→ **DATA TO USE**
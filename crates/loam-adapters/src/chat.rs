use chrono::{DateTime, Utc};
use loam_core::{build_path, ChildSpec, ImportRequest, ParentRef, Platform, RootSpec};
use serde::{Deserialize, Serialize};
use serde_json::{json, Value as JsonValue};

use crate::{decode, missing, required, text_or_none, truncate_chars, AdapterError, SourceAdapter};

#[derive(Debug, Clone, Default, Serialize, Deserialize)]
#[serde(rename_all = "camelCase")]
pub struct ChatTranscriptPayload {
    pub conversation_id: Option<String>,
    pub title: Option<String>,
    /// Assistant product the conversation was held with, e.g. "ChatGPT".
    pub service: Option<String>,
    pub model: Option<String>,
    pub url: Option<String>,
    pub created_at: Option<DateTime<Utc>>,
    #[serde(default)]
    pub messages: Vec<ChatMessage>,
}

#[derive(Debug, Clone, Default, Serialize, Deserialize)]
#[serde(rename_all = "camelCase")]
pub struct ChatMessage {
    pub role: Option<String>,
    pub content: Option<String>,
    pub timestamp: Option<DateTime<Utc>>,
}

#[derive(Debug, Clone, Copy, Default)]
pub struct ChatTranscriptAdapter;

impl ChatTranscriptAdapter {
    pub fn normalize_payload(
        &self,
        payload: &ChatTranscriptPayload,
    ) -> Result<ImportRequest, AdapterError> {
        let platform = Platform::ChatTranscript;
        let conversation_id =
            required(platform, "conversationId", payload.conversation_id.as_deref())?;
        if payload.messages.is_empty() {
            return Err(missing(platform, "messages"));
        }
        let service = text_or_none(payload.service.as_deref()).unwrap_or_else(|| "Chat".into());

        let mut messages = Vec::with_capacity(payload.messages.len());
        for (i, message) in payload.messages.iter().enumerate() {
            let role = required(platform, format!("messages[{i}].role"), message.role.as_deref())?;
            let content = required(
                platform,
                format!("messages[{i}].content"),
                message.content.as_deref(),
            )?;
            messages.push((role.to_ascii_lowercase(), content, message.timestamp));
        }
        // Chronological order; payload order breaks ties and covers untimed messages.
        if messages.iter().all(|(_, _, ts)| ts.is_some()) {
            messages.sort_by_key(|(_, _, ts)| *ts);
        }

        let title = text_or_none(payload.title.as_deref())
            .or_else(|| {
                messages
                    .iter()
                    .find(|(role, _, _)| role == "user")
                    .map(|(_, content, _)| truncate_chars(content, 80))
            })
            .unwrap_or_else(|| "Untitled conversation".into());

        let children = messages
            .iter()
            .enumerate()
            .map(|(index, (role, content, ts))| ChildSpec {
                parent: ParentRef::Root,
                label: format!("Message_{index}"),
                title: format!("{role} #{}", index + 1),
                content: content.to_string(),
                metadata: json!({
                    "type": "message",
                    "role": role,
                    "messageIndex": index,
                    "timestamp": ts,
                }),
                depth: 1,
            })
            .collect::<Vec<_>>();

        let source_uri = text_or_none(payload.url.as_deref()).unwrap_or_else(|| {
            format!("chat://{}/{conversation_id}", service.to_ascii_lowercase())
        });

        Ok(ImportRequest {
            source_uri,
            timestamp: payload.created_at.or_else(|| messages.first().and_then(|m| m.2)),
            source_metadata: json!({
                "platform": platform.as_str(),
                "service": service,
                "model": payload.model,
                "conversationId": conversation_id,
                "messageCount": children.len(),
            }),
            root: RootSpec {
                path: build_path(&[
                    "Chats",
                    service.as_str(),
                    &format!("Conversation_{conversation_id}"),
                ]),
                title,
                content: String::new(),
                metadata: json!({
                    "type": "conversation",
                    "model": payload.model,
                    "messageCount": children.len(),
                }),
            },
            children,
        })
    }
}

impl SourceAdapter for ChatTranscriptAdapter {
    fn platform(&self) -> Platform {
        Platform::ChatTranscript
    }

    fn normalize(&self, raw: &JsonValue) -> Result<ImportRequest, AdapterError> {
        let payload: ChatTranscriptPayload = decode(Platform::ChatTranscript, raw)?;
        self.normalize_payload(&payload)
    }
}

→ **EXERCISE BRIEF**
Output the records above exactly, from their first line through the line that contains "pub struct ChatTranscriptAdapter;", and add nothing.

→ **ANSWER SPACE**
filename crates/loam-adapters/src/chat.rs
use chrono::{DateTime, Utc};
use loam_core::{build_path, ChildSpec, ImportRequest, ParentRef, Platform, RootSpec};
use serde::{Deserialize, Serialize};
use serde_json::{json, Value as JsonValue};

use crate::{decode, missing, required, text_or_none, truncate_chars, AdapterError, SourceAdapter};

#[derive(Debug, Clone, Default, Serialize, Deserialize)]
#[serde(rename_all = "camelCase")]
pub struct ChatTranscriptPayload {
    pub conversation_id: Option<String>,
    pub title: Option<String>,
    /// Assistant product the conversation was held with, e.g. "ChatGPT".
    pub service: Option<String>,
    pub model: Option<String>,
    pub url: Option<String>,
    pub created_at: Option<DateTime<Utc>>,
    #[serde(default)]
    pub messages: Vec<ChatMessage>,
}

#[derive(Debug, Clone, Default, Serialize, Deserialize)]
#[serde(rename_all = "camelCase")]
pub struct ChatMessage {
    pub role: Option<String>,
    pub content: Option<String>,
    pub timestamp: Option<DateTime<Utc>>,
}

#[derive(Debug, Clone, Copy, Default)]
pub struct ChatTranscriptAdapter;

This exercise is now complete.